In Paris: Mathieu Pernot's 20-year project Les Gorgan

When approaching Mathieu Pernot’s 20-year work on a Roma family settled in southern France, you should leave all misconceptions and prejudices aside, as he did, and read the introduction to Les Gorgan, the photobook published by Editions Xavier Barral to accompany his critically-acclaimed exhibition at this year’s Rencontres d’Arles festival.
When he began, the French photographer writes, he didn’t know anything about the Gorgan family, nor was he aware that its members had been living in France for over a century.

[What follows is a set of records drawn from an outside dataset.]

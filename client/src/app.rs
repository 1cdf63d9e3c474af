//! Root application component with routing.

#[cfg(test)]
#[path = "app_test.rs"]
mod app_test;

use leptos::prelude::*;
use leptos_meta::{Link, MetaTags, Stylesheet, provide_meta_context};
use leptos_router::{
    StaticSegment,
    components::{Route, Router, Routes},
};

use crate::pages::team::TeamPage;

/// Compiled Tailwind output, emitted by the build under the site `pkg` dir.
pub const STYLESHEET_HREF: &str = "/pkg/team-page.css";

const UBUNTU_FONT_HREF: &str = "https://fonts.googleapis.com/css2?family=Ubuntu:wght@400;500;700&display=swap";

/// HTML shell rendered on the server for SSR + hydration.
pub fn shell(options: LeptosOptions) -> impl IntoView {
    view! {
        <!DOCTYPE html>
        <html lang="en">
            <head>
                <meta charset="utf-8"/>
                <meta name="viewport" content="width=device-width, initial-scale=1"/>
                <AutoReload options=options.clone()/>
                <HydrationScripts options/>
                <MetaTags/>
            </head>
            <body>
                <App/>
            </body>
        </html>
    }
}

/// Root application component.
#[component]
pub fn App() -> impl IntoView {
    provide_meta_context();

    view! {
        <Stylesheet id="leptos" href=STYLESHEET_HREF/>
        <Link rel="preconnect" href="https://fonts.gstatic.com" crossorigin="anonymous"/>
        <Link rel="stylesheet" href=UBUNTU_FONT_HREF/>

        <Router>
            <Routes fallback=|| "Page not found.".into_view()>
                <Route path=StaticSegment("") view=TeamPage/>
                <Route path=StaticSegment("member") view=TeamPage/>
            </Routes>
        </Router>
    }
}
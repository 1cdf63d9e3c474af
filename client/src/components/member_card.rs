//! Card for a single team member.
//!
//! DESIGN
//! ======
//! Two layouts share one card. On desktop the portrait is 3:4 and social
//! links slide up over it on hover; on mobile the portrait is square, the bio
//! is hidden and links sit in a footer row. A link only renders when its URL
//! is set to something non-blank.

#[cfg(test)]
#[path = "member_card_test.rs"]
mod member_card_test;

use leptos::prelude::*;

use crate::components::social_icon::{ICON_SIZE_SMALL, SocialIcon, SocialKind};
use crate::net::types::Member;

/// Social links to render for `member`, LinkedIn first.
fn social_links(member: &Member) -> Vec<(SocialKind, String)> {
    [(SocialKind::LinkedIn, member.linkedin_link()), (SocialKind::GitHub, member.github_link())]
        .into_iter()
        .filter_map(|(kind, href)| href.map(|h| (kind, h.to_owned())))
        .collect()
}

#[component]
pub fn MemberCard(member: Member) -> impl IntoView {
    let links = social_links(&member);
    let overlay_links = links.clone();

    view! {
        <div class="member-card group flex flex-col bg-[#1a1033] rounded-xl overflow-hidden border border-white/5 hover:border-white/20 transition-colors duration-300">
            <div class="member-card__portrait relative w-full aspect-square md:aspect-[3/4] overflow-hidden bg-gray-900/50">
                <img
                    src=member.profile_image_url
                    alt=member.name.clone()
                    class="w-full h-full object-cover object-top transition-transform duration-700 group-hover:scale-105"
                    loading="lazy"
                />
                <div class="member-card__overlay hidden md:flex absolute inset-0 bg-black/40 opacity-0 group-hover:opacity-100 transition-opacity duration-300 items-end justify-center pb-6 gap-3">
                    {overlay_links
                        .into_iter()
                        .map(|(kind, href)| {
                            view! {
                                <a
                                    href=href
                                    target="_blank"
                                    rel="noopener noreferrer"
                                    aria-label=kind.label()
                                    class="p-2 bg-white/10 backdrop-blur-md rounded-full hover:bg-white hover:text-black text-white transition-colors border border-white/20 translate-y-4 group-hover:translate-y-0 duration-300"
                                >
                                    <SocialIcon kind=kind/>
                                </a>
                            }
                        })
                        .collect::<Vec<_>>()}
                </div>
            </div>

            <div class="member-card__body p-3 md:p-5 flex flex-col flex-grow text-center">
                <h3 class="text-sm md:text-lg font-bold text-white leading-tight mb-1">{member.name}</h3>
                <p class="text-[10px] md:text-xs font-semibold text-purple-400 uppercase tracking-wider mb-2 md:mb-3">
                    {member.role}
                </p>
                <p class="hidden md:block text-xs md:text-sm text-gray-400 leading-relaxed line-clamp-3 mb-4">
                    {member.bio}
                </p>
                <div class="member-card__links flex md:hidden justify-center gap-3 mt-auto pt-2 border-t border-white/5">
                    {links
                        .into_iter()
                        .map(|(kind, href)| {
                            view! {
                                <a
                                    href=href
                                    target="_blank"
                                    rel="noopener noreferrer"
                                    aria-label=kind.label()
                                    class="text-gray-400 hover:text-white"
                                >
                                    <SocialIcon kind=kind size=ICON_SIZE_SMALL/>
                                </a>
                            }
                        })
                        .collect::<Vec<_>>()}
                </div>
            </div>
        </div>
    }
}
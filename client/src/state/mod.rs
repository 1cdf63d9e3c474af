//! Client-side application state.
//!
//! DESIGN
//! ======
//! State types are plain Rust values; pages wrap them in Leptos signals so
//! transition logic stays testable outside the reactive runtime.

pub mod team;
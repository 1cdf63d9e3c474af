//! Server configuration parsed from environment variables.

use std::path::PathBuf;

pub const DEFAULT_PORT: u16 = 3000;
pub const DEFAULT_MEMBERS_FILE: &str = "data/members.yaml";
pub const DEFAULT_UPSTREAM_TIMEOUT_SECS: u64 = 10;
pub const DEFAULT_UPSTREAM_CONNECT_TIMEOUT_SECS: u64 = 5;

#[derive(Debug, thiserror::Error, PartialEq, Eq)]
pub enum ConfigError {
    #[error("invalid {var}: {value:?}")]
    InvalidNumber { var: &'static str, value: String },

    #[error("invalid MEMBERS_UPSTREAM_URL: {0:?} (expected http:// or https://)")]
    InvalidUpstreamUrl(String),
}

#[derive(Debug, Clone, Copy, PartialEq, Eq)]
pub struct UpstreamTimeouts {
    pub request_secs: u64,
    pub connect_secs: u64,
}

/// Where `/api/member` reads its roster from.
#[derive(Debug, Clone, PartialEq, Eq)]
pub enum RosterConfig {
    File { path: PathBuf },
    Upstream { url: String, timeouts: UpstreamTimeouts },
}

#[derive(Debug, Clone, PartialEq, Eq)]
pub struct ServerConfig {
    pub port: u16,
    pub roster: RosterConfig,
}

impl ServerConfig {
    /// Build typed server config from environment variables.
    ///
    /// Optional:
    /// - `PORT`: default 3000
    /// - `MEMBERS_FILE`: default `data/members.yaml`
    /// - `MEMBERS_UPSTREAM_URL`: proxy this URL instead of reading a file
    /// - `MEMBERS_UPSTREAM_TIMEOUT_SECS`: default 10
    /// - `MEMBERS_UPSTREAM_CONNECT_TIMEOUT_SECS`: default 5
    ///
    /// # Errors
    ///
    /// Returns a [`ConfigError`] if a numeric value or the upstream URL is malformed.
    pub fn from_env() -> Result<Self, ConfigError> {
        Self::from_lookup(|key| std::env::var(key).ok())
    }

    /// Build config from an arbitrary variable lookup.
    ///
    /// # Errors
    ///
    /// Same as [`ServerConfig::from_env`].
    pub fn from_lookup(lookup: impl Fn(&str) -> Option<String>) -> Result<Self, ConfigError> {
        let port = parse_or("PORT", lookup("PORT"), DEFAULT_PORT)?;

        let upstream = lookup("MEMBERS_UPSTREAM_URL")
            .map(|v| v.trim().to_owned())
            .filter(|v| !v.is_empty());
        let roster = match upstream {
            Some(url) => {
                if !(url.starts_with("http://") || url.starts_with("https://")) {
                    return Err(ConfigError::InvalidUpstreamUrl(url));
                }
                let timeouts = UpstreamTimeouts {
                    request_secs: parse_or(
                        "MEMBERS_UPSTREAM_TIMEOUT_SECS",
                        lookup("MEMBERS_UPSTREAM_TIMEOUT_SECS"),
                        DEFAULT_UPSTREAM_TIMEOUT_SECS,
                    )?,
                    connect_secs: parse_or(
                        "MEMBERS_UPSTREAM_CONNECT_TIMEOUT_SECS",
                        lookup("MEMBERS_UPSTREAM_CONNECT_TIMEOUT_SECS"),
                        DEFAULT_UPSTREAM_CONNECT_TIMEOUT_SECS,
                    )?,
                };
                RosterConfig::Upstream { url, timeouts }
            }
            None => {
                let path = lookup("MEMBERS_FILE").unwrap_or_else(|| DEFAULT_MEMBERS_FILE.to_owned());
                RosterConfig::File { path: PathBuf::from(path) }
            }
        };

        Ok(Self { port, roster })
    }
}

fn parse_or<T: std::str::FromStr>(var: &'static str, raw: Option<String>, default: T) -> Result<T, ConfigError> {
    match raw {
        None => Ok(default),
        Some(value) => value
            .trim()
            .parse::<T>()
            .map_err(|_| ConfigError::InvalidNumber { var, value }),
    }
}

#[cfg(test)]
#[path = "config_test.rs"]
mod tests;
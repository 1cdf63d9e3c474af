#![recursion_limit = "256"]

mod config;
mod roster;
mod routes;
mod state;

use config::{RosterConfig, ServerConfig};

#[tokio::main]
async fn main() -> Result<(), Box<dyn std::error::Error>> {
    // A missing .env file is fine; real deployments set variables directly.
    let _ = dotenvy::dotenv();
    tracing_subscriber::fmt::init();

    let config = ServerConfig::from_env()?;
    match &config.roster {
        RosterConfig::File { path } => tracing::info!(path = %path.display(), "serving roster from file"),
        RosterConfig::Upstream { url, .. } => tracing::info!(%url, "proxying roster from upstream"),
    }

    let source = roster::source_from_config(&config.roster)?;
    let state = state::AppState::new(source);

    let app = routes::leptos_app(state)?;
    let port = config.port;
    let listener = tokio::net::TcpListener::bind(format!("0.0.0.0:{port}")).await?;

    tracing::info!(%port, "team-page listening");
    axum::serve(listener, app).await?;
    Ok(())
}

It was to be a transformative experience, one that led Pernot to witness the birth of a child for the first time, attend funerals and engage in a type of intimacy that only time and surrender can offer.
It is not often that you find an introduction written by a photographer that provides the reader with this degree of context – the key to interpretation – and sincere testimony. The project is about connection and from the outset he wants us to feel that same connection with his work and with the people he met. The book features an essay by Clément Chéroux, senior curator of photography at San Francisco Museum of Modern Art, titled Piercing Eternity. Pernot, he writes, “quickly understood that a single look is not enough to grasp the complexity of the Roma culture, so he strived to multiply the points of view and different ways of looking”.

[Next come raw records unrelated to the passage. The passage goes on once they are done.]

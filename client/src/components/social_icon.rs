//! Inline SVG icons for member social links.

#[cfg(test)]
#[path = "social_icon_test.rs"]
mod social_icon_test;

use leptos::prelude::*;

const LINKEDIN_PATH: &str = "M20.447 20.452h-3.554v-5.569c0-1.328-.027-3.037-1.852-3.037-1.853 0-2.136 1.445-2.136 2.939v5.667H9.351V9h3.414v1.561h.046c.477-.9 1.637-1.85 3.37-1.85 3.601 0 4.267 2.37 4.267 5.455v6.286zM5.337 7.433c-1.144 0-2.063-.926-2.063-2.065 0-1.138.92-2.063 2.063-2.063 1.14 0 2.064.925 2.064 2.063 0 1.139-.925 2.065-2.064 2.065zm1.782 13.019H3.555V9h3.564v11.452zM22.225 0H1.771C.792 0 0 .774 0 1.729v20.542C0 23.227.792 24 1.771 24h20.451C23.2 24 24 23.227 24 22.271V1.729C24 .774 23.2 0 22.222 0h.003z";

const GITHUB_PATH: &str = "M12 0c-6.626 0-12 5.373-12 12 0 5.302 3.438 9.8 8.207 11.387.599.111.793-.261.793-.577v-2.234c-3.338.726-4.033-1.416-4.033-1.416-.546-1.387-1.333-1.756-1.333-1.756-1.089-.745.083-.729.083-.729 1.205.084 1.839 1.237 1.839 1.237 1.07 1.834 2.807 1.304 3.492.997.107-.775.418-1.305.762-1.604-2.665-.305-5.467-1.334-5.467-5.931 0-1.311.469-2.381 1.236-3.221-.124-.303-.535-1.524.117-3.176 0 0 1.008-.322 3.301 1.23.957-.266 1.983-.399 3.003-.404 1.02.005 2.047.138 3.006.404 2.291-1.552 3.297-1.23 3.297-1.23.653 1.653.242 2.874.118 3.176.77.84 1.235 1.911 1.235 3.221 0 4.609-2.807 5.624-5.479 5.921.43.372.823 1.102.823 2.222v3.293c0 .319.192.694.801.576 4.765-1.589 8.199-6.086 8.199-11.386 0-6.627-5.373-12-12-12z";

/// Default icon size used in the desktop hover overlay.
pub const ICON_SIZE_DEFAULT: &str = "w-5 h-5";
/// Smaller icon size used in the mobile footer row.
pub const ICON_SIZE_SMALL: &str = "w-4 h-4";

#[derive(Clone, Copy, Debug, PartialEq, Eq)]
pub enum SocialKind {
    LinkedIn,
    GitHub,
}

impl SocialKind {
    fn path(self) -> &'static str {
        match self {
            Self::LinkedIn => LINKEDIN_PATH,
            Self::GitHub => GITHUB_PATH,
        }
    }

    /// Accessible name for the link wrapping this icon.
    #[must_use]
    pub fn label(self) -> &'static str {
        match self {
            Self::LinkedIn => "LinkedIn",
            Self::GitHub => "GitHub",
        }
    }
}

fn icon_class(size: &str) -> String {
    format!("{size} fill-current")
}

#[component]
pub fn SocialIcon(kind: SocialKind, #[prop(default = ICON_SIZE_DEFAULT)] size: &'static str) -> impl IntoView {
    view! {
        <svg class=icon_class(size) viewBox="0 0 24 24" aria-hidden="true">
            <path d=kind.path()></path>
        </svg>
    }
}
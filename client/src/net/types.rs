//! Wire DTOs for the `/api/member` resource.
//!
//! DESIGN
//! ======
//! The server serves these records and the page deserializes them, so both
//! sides share this one definition. Field names follow the JSON payload
//! (`profileImageURL`, `linkedInURL`, `githubURL`) rather than Rust casing.

#[cfg(test)]
#[path = "types_test.rs"]
mod types_test;

use std::fmt;

use serde::{Deserialize, Deserializer, Serialize};

/// Member identifier as sent by the backend: either a string or a number.
#[derive(Clone, Debug, PartialEq, Eq, Serialize, Deserialize)]
#[serde(untagged)]
pub enum MemberId {
    Number(serde_json::Number),
    Text(String),
}

impl fmt::Display for MemberId {
    fn fmt(&self, f: &mut fmt::Formatter<'_>) -> fmt::Result {
        match self {
            Self::Number(n) => write!(f, "{n}"),
            Self::Text(s) => f.write_str(s),
        }
    }
}

/// A single team member record.
///
/// Immutable once fetched; the page only reads and groups these.
#[derive(Clone, Debug, PartialEq, Eq, Serialize, Deserialize)]
pub struct Member {
    #[serde(default, skip_serializing_if = "Option::is_none")]
    pub id: Option<MemberId>,
    #[serde(default, deserialize_with = "null_as_empty")]
    pub name: String,
    /// Free-text role. Missing or `null` becomes the empty string.
    #[serde(default, deserialize_with = "null_as_empty")]
    pub role: String,
    #[serde(default, deserialize_with = "null_as_empty")]
    pub bio: String,
    #[serde(rename = "profileImageURL", default, deserialize_with = "null_as_empty")]
    pub profile_image_url: String,
    #[serde(rename = "linkedInURL", default, skip_serializing_if = "Option::is_none")]
    pub linkedin_url: Option<String>,
    #[serde(rename = "githubURL", default, skip_serializing_if = "Option::is_none")]
    pub github_url: Option<String>,
}

impl Member {
    /// Stable list key: the backend id when present and non-empty, else
    /// `{name}-{index}`.
    #[must_use]
    pub fn key(&self, index: usize) -> String {
        match &self.id {
            Some(MemberId::Text(text)) if text.is_empty() => format!("{}-{index}", self.name),
            Some(id) => id.to_string(),
            None => format!("{}-{index}", self.name),
        }
    }

    /// LinkedIn profile link, if one is set to a non-blank value.
    #[must_use]
    pub fn linkedin_link(&self) -> Option<&str> {
        present_url(self.linkedin_url.as_deref())
    }

    /// GitHub profile link, if one is set to a non-blank value.
    #[must_use]
    pub fn github_link(&self) -> Option<&str> {
        present_url(self.github_url.as_deref())
    }
}

fn present_url(url: Option<&str>) -> Option<&str> {
    url.map(str::trim).filter(|u| !u.is_empty())
}

fn null_as_empty<'de, D>(deserializer: D) -> Result<String, D::Error>
where
    D: Deserializer<'de>,
{
    Ok(Option::<String>::deserialize(deserializer)?.unwrap_or_default())
}
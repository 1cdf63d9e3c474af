//! Utility helpers shared across client UI modules.
//!
//! SYSTEM CONTEXT
//! ==============
//! Pure logic lives here so pages and components stay thin and the rules can
//! be unit-tested without a browser.

pub mod categorize;
//! Roster loaded from a local YAML or JSON file.

use std::path::{Path, PathBuf};

use client::net::types::Member;

use super::{MemberSource, RosterError};

#[derive(Debug, Clone, Copy, PartialEq, Eq)]
pub enum RosterFormat {
    Json,
    Yaml,
}

impl RosterFormat {
    /// `.json` files are JSON; anything else is treated as YAML.
    #[must_use]
    pub fn from_path(path: &Path) -> Self {
        match path.extension().and_then(|e| e.to_str()) {
            Some(ext) if ext.eq_ignore_ascii_case("json") => Self::Json,
            _ => Self::Yaml,
        }
    }
}

/// Parse a roster body in the given format.
///
/// # Errors
///
/// Returns [`RosterError::Parse`] if the body is not a list of members.
pub fn parse_roster(text: &str, format: RosterFormat) -> Result<Vec<Member>, RosterError> {
    match format {
        RosterFormat::Json => serde_json::from_str(text).map_err(|e| RosterError::Parse(e.to_string())),
        RosterFormat::Yaml => serde_yaml::from_str(text).map_err(|e| RosterError::Parse(e.to_string())),
    }
}

pub struct FileSource {
    path: PathBuf,
    format: RosterFormat,
}

impl FileSource {
    #[must_use]
    pub fn new(path: PathBuf) -> Self {
        let format = RosterFormat::from_path(&path);
        Self { path, format }
    }
}

#[async_trait::async_trait]
impl MemberSource for FileSource {
    async fn list_members(&self) -> Result<Vec<Member>, RosterError> {
        let text = tokio::fs::read_to_string(&self.path)
            .await
            .map_err(|source| RosterError::Read { path: self.path.display().to_string(), source })?;
        let members = parse_roster(&text, self.format)?;
        tracing::debug!(path = %self.path.display(), count = members.len(), "roster file loaded");
        Ok(members)
    }
}

#[cfg(test)]
#[path = "file_test.rs"]
mod tests;
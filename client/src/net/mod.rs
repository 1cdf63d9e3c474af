//! Networking modules for the members REST call.
//!
//! SYSTEM CONTEXT
//! ==============
//! `api` performs the single members read and `types` defines the shared wire
//! schema used by both the page and the server.

pub mod api;
pub mod types;
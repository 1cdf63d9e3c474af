//! Roster sources backing `GET /api/member`.
//!
//! DESIGN
//! ======
//! `MemberSource` is the seam between the HTTP route and wherever member
//! records live. A local file and an upstream HTTP endpoint are supported;
//! tests substitute in-memory mocks. Sources are read on every request, so
//! edits to the roster show up without a restart.

pub mod file;
pub mod upstream;

use std::sync::Arc;

use client::net::types::Member;

use crate::config::RosterConfig;

// =============================================================================
// ERROR
// =============================================================================

/// Errors produced while loading the roster.
#[derive(Debug, thiserror::Error)]
pub enum RosterError {
    /// The roster file could not be read.
    #[error("roster read failed: {path}: {source}")]
    Read {
        path: String,
        #[source]
        source: std::io::Error,
    },

    /// The roster body was not a valid member list.
    #[error("roster parse failed: {0}")]
    Parse(String),

    /// The upstream request failed before a response arrived.
    #[error("upstream request failed: {0}")]
    UpstreamRequest(String),

    /// The upstream endpoint returned a non-success HTTP status.
    #[error("upstream response error: status {status}")]
    UpstreamStatus { status: u16 },

    /// The underlying HTTP client could not be constructed.
    #[error("HTTP client build failed: {0}")]
    HttpClientBuild(String),
}

impl RosterError {
    /// Whether the failure happened talking to an upstream service.
    #[must_use]
    pub fn is_upstream(&self) -> bool {
        matches!(self, Self::UpstreamRequest(_) | Self::UpstreamStatus { .. })
    }
}

// =============================================================================
// SOURCE TRAIT
// =============================================================================

/// Provider of the current member list. Enables mocking in tests.
#[async_trait::async_trait]
pub trait MemberSource: Send + Sync {
    /// Load every member, in roster order.
    ///
    /// # Errors
    ///
    /// Returns a [`RosterError`] if the roster cannot be read or parsed.
    async fn list_members(&self) -> Result<Vec<Member>, RosterError>;
}

/// Build the configured source.
///
/// # Errors
///
/// Returns an error if the upstream HTTP client cannot be built.
pub fn source_from_config(config: &RosterConfig) -> Result<Arc<dyn MemberSource>, RosterError> {
    Ok(match config {
        RosterConfig::File { path } => Arc::new(file::FileSource::new(path.clone())),
        RosterConfig::Upstream { url, timeouts } => Arc::new(upstream::UpstreamSource::new(url.clone(), *timeouts)?),
    })
}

The photobook also carries a more anthropological text, Gorgangraphies by Johanne Lindskog, which begins by citing an entry from Pernot’s personal diary in 1996 in which the photographer notes: “I almost had to use the approach of an ethnologist faced with a dwindling population. But I don’t like to write and I lack the hindsight that analysis and research would provide. Maybe I am too emotionally attached to them.”

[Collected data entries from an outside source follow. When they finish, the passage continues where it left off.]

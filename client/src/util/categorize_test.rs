use super::*;

// =============================================================
// Helpers
// =============================================================

fn member(name: &str, role: &str) -> Member {
    Member {
        id: None,
        name: name.to_owned(),
        role: role.to_owned(),
        bio: String::new(),
        profile_image_url: String::new(),
        linkedin_url: None,
        github_url: None,
    }
}

fn names(category: &Category) -> Vec<&str> {
    category.members.iter().map(|m| m.name.as_str()).collect()
}

fn titles(categories: &[Category]) -> Vec<&'static str> {
    categories.iter().map(|c| c.title).collect()
}

// =============================================================
// CategoryKey
// =============================================================

#[test]
fn category_keys_are_listed_in_priority_order() {
    let priorities: Vec<u8> = CategoryKey::ALL.iter().map(|k| k.priority()).collect();
    assert_eq!(priorities, vec![1, 2, 3, 4, 5]);
}

#[test]
fn category_key_titles() {
    assert_eq!(CategoryKey::Alumni.title(), "Alumni");
    assert_eq!(CategoryKey::Leadership.title(), "Leadership Team");
    assert_eq!(CategoryKey::Coordinator.title(), "Club Coordinators");
    assert_eq!(CategoryKey::Executives.title(), "Executives");
    assert_eq!(CategoryKey::Volunteers.title(), "Volunteers");
}

#[test]
fn category_key_names() {
    let keys: Vec<&str> = CategoryKey::ALL.iter().map(|k| k.as_str()).collect();
    assert_eq!(keys, vec!["alumni", "leadership", "coordinator", "executives", "volunteers"]);
}

// =============================================================
// classify_role
// =============================================================

#[test]
fn classify_role_matches_each_keyword() {
    assert_eq!(classify_role("Alumni Mentor"), CategoryKey::Alumni);
    assert_eq!(classify_role("General Secretary"), CategoryKey::Leadership);
    assert_eq!(classify_role("Convener"), CategoryKey::Leadership);
    assert_eq!(classify_role("Club Coordinator"), CategoryKey::Coordinator);
    assert_eq!(classify_role("Executive Member"), CategoryKey::Executives);
    assert_eq!(classify_role("Designer"), CategoryKey::Volunteers);
}

#[test]
fn classify_role_is_case_insensitive() {
    assert_eq!(classify_role("ALUMNI"), CategoryKey::Alumni);
    assert_eq!(classify_role("co-CONVENER"), CategoryKey::Leadership);
    assert_eq!(classify_role("Technical ExEcUtIvE"), CategoryKey::Executives);
}

#[test]
fn classify_role_empty_is_volunteer() {
    assert_eq!(classify_role(""), CategoryKey::Volunteers);
}

#[test]
fn classify_role_matches_substrings() {
    assert_eq!(classify_role("executives lead"), CategoryKey::Executives);
    assert_eq!(classify_role("coordinators"), CategoryKey::Coordinator);
}

#[test]
fn classify_role_alumni_beats_everything() {
    assert_eq!(classify_role("Alumni Executive"), CategoryKey::Alumni);
    assert_eq!(classify_role("Secretary (alumni)"), CategoryKey::Alumni);
    assert_eq!(classify_role("Coordinator, Alumni"), CategoryKey::Alumni);
}

#[test]
fn classify_role_leadership_beats_coordinator_and_executive() {
    assert_eq!(classify_role("Secretary and Coordinator"), CategoryKey::Leadership);
    assert_eq!(classify_role("Convener / Executive"), CategoryKey::Leadership);
}

#[test]
fn classify_role_coordinator_beats_executive() {
    assert_eq!(classify_role("Executive Coordinator"), CategoryKey::Coordinator);
}

// =============================================================
// categorize
// =============================================================

#[test]
fn categorize_empty_list_yields_no_sections() {
    assert!(categorize(&[]).is_empty());
}

#[test]
fn categorize_single_alumni_member() {
    let out = categorize(&[member("A", "Alumni Mentor")]);
    assert_eq!(out.len(), 1);
    assert_eq!(out[0].title, "Alumni");
    assert_eq!(out[0].key, CategoryKey::Alumni);
    assert_eq!(names(&out[0]), vec!["A"]);
}

#[test]
fn categorize_orders_sections_by_priority_not_input() {
    let input = [member("C", "Club Coordinator"), member("S", "Secretary"), member("E", "")];
    let out = categorize(&input);
    assert_eq!(titles(&out), vec!["Leadership Team", "Club Coordinators", "Volunteers"]);
    assert_eq!(names(&out[0]), vec!["S"]);
    assert_eq!(names(&out[1]), vec!["C"]);
    assert_eq!(names(&out[2]), vec!["E"]);
}

#[test]
fn categorize_preserves_fetch_order_within_section() {
    let input = [
        member("V1", "Volunteer"),
        member("X1", "Executive"),
        member("V2", "Photographer"),
        member("X2", "Junior Executive"),
        member("V3", ""),
    ];
    let out = categorize(&input);
    assert_eq!(titles(&out), vec!["Executives", "Volunteers"]);
    assert_eq!(names(&out[0]), vec!["X1", "X2"]);
    assert_eq!(names(&out[1]), vec!["V1", "V2", "V3"]);
}

#[test]
fn categorize_sets_key_title_and_priority_consistently() {
    let input = [member("a", "alumni"), member("v", "")];
    for category in categorize(&input) {
        assert_eq!(category.title, category.key.title());
        assert_eq!(category.priority, category.key.priority());
    }
}

#[test]
fn categorize_never_drops_or_duplicates() {
    let roles = [
        "Alumni", "Secretary", "Convener", "Coordinator", "Executive", "", "Alumni Executive",
        "secretary coordinator", "Mascot",
    ];
    let input: Vec<Member> = roles.iter().enumerate().map(|(i, r)| member(&format!("m{i}"), r)).collect();
    let out = categorize(&input);

    let mut seen: Vec<String> = out.iter().flat_map(|c| c.members.iter().map(|m| m.name.clone())).collect();
    seen.sort();
    let mut expected: Vec<String> = input.iter().map(|m| m.name.clone()).collect();
    expected.sort();
    assert_eq!(seen, expected);
}

#[test]
fn categorize_sections_strictly_increase_in_priority() {
    let input = [
        member("v", "Helper"),
        member("x", "Executive"),
        member("c", "Coordinator"),
        member("l", "Convener"),
        member("a", "Alumni"),
    ];
    let out = categorize(&input);
    assert_eq!(out.len(), 5);
    assert!(out.windows(2).all(|w| w[0].priority < w[1].priority));
}

#[test]
fn categorize_is_idempotent() {
    let input = [member("a", "Alumni"), member("b", "Executive"), member("c", "")];
    assert_eq!(categorize(&input), categorize(&input));
}

#[test]
fn categorize_does_not_mutate_input() {
    let input = vec![member("a", "ALUMNI Lead")];
    let before = input.clone();
    let _ = categorize(&input);
    assert_eq!(input, before);
}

The Gorgan family, Arles, 1995 © Mathieu Pernot, courtesy Edition Xavier Barral/Eric Dupont gallery
This extraordinary journey began in 1995, when Pernot was studying at the École Nationale Supérieure de la Photographie in Arles. Along an abandoned railway line he met members of the Gorgan family and started taking pictures with his Rolleiflex. Three years later, while researching images in a regional archive, he discovered a trove of anthropometric records from the Second World War, created to document the incoming Roma population destined for the Vichy government’s Saliers internment camp near Arles. It was then he realised that Bietschika Gorgan, the grandfather of the children he had photographed as a student in Arles, had been detained there in 1944 and sent on to Buchenwald concentration camp in Germany.
His attachment to the Gorgan family had become an anthropological and historical enquiry of sorts, which would lead to his first exhibition in Arles in 1997, curated by Christian Caujolle, and his first book, Tsiganes, published by Actes Sud. The foremost recognition of his work would come in 2014 when he held a triple exhibition in Paris at the Jeu de Paume, the Eric Dupont gallery and the Maison Rouge.
In the catalogue of the Jeu de Paume show, The Crossing, curator Georges Didi-Huberman writes: You brought to the surface that photographic material – those documents on the barbarity – in order to give them a completely opposite use value, a value of reunion or recognition, and no longer of discrimination or indifference.” And therein lies the clue for interpreting Pernot’s work and understanding how it became a transformative experience. One that aims to transform the viewer also.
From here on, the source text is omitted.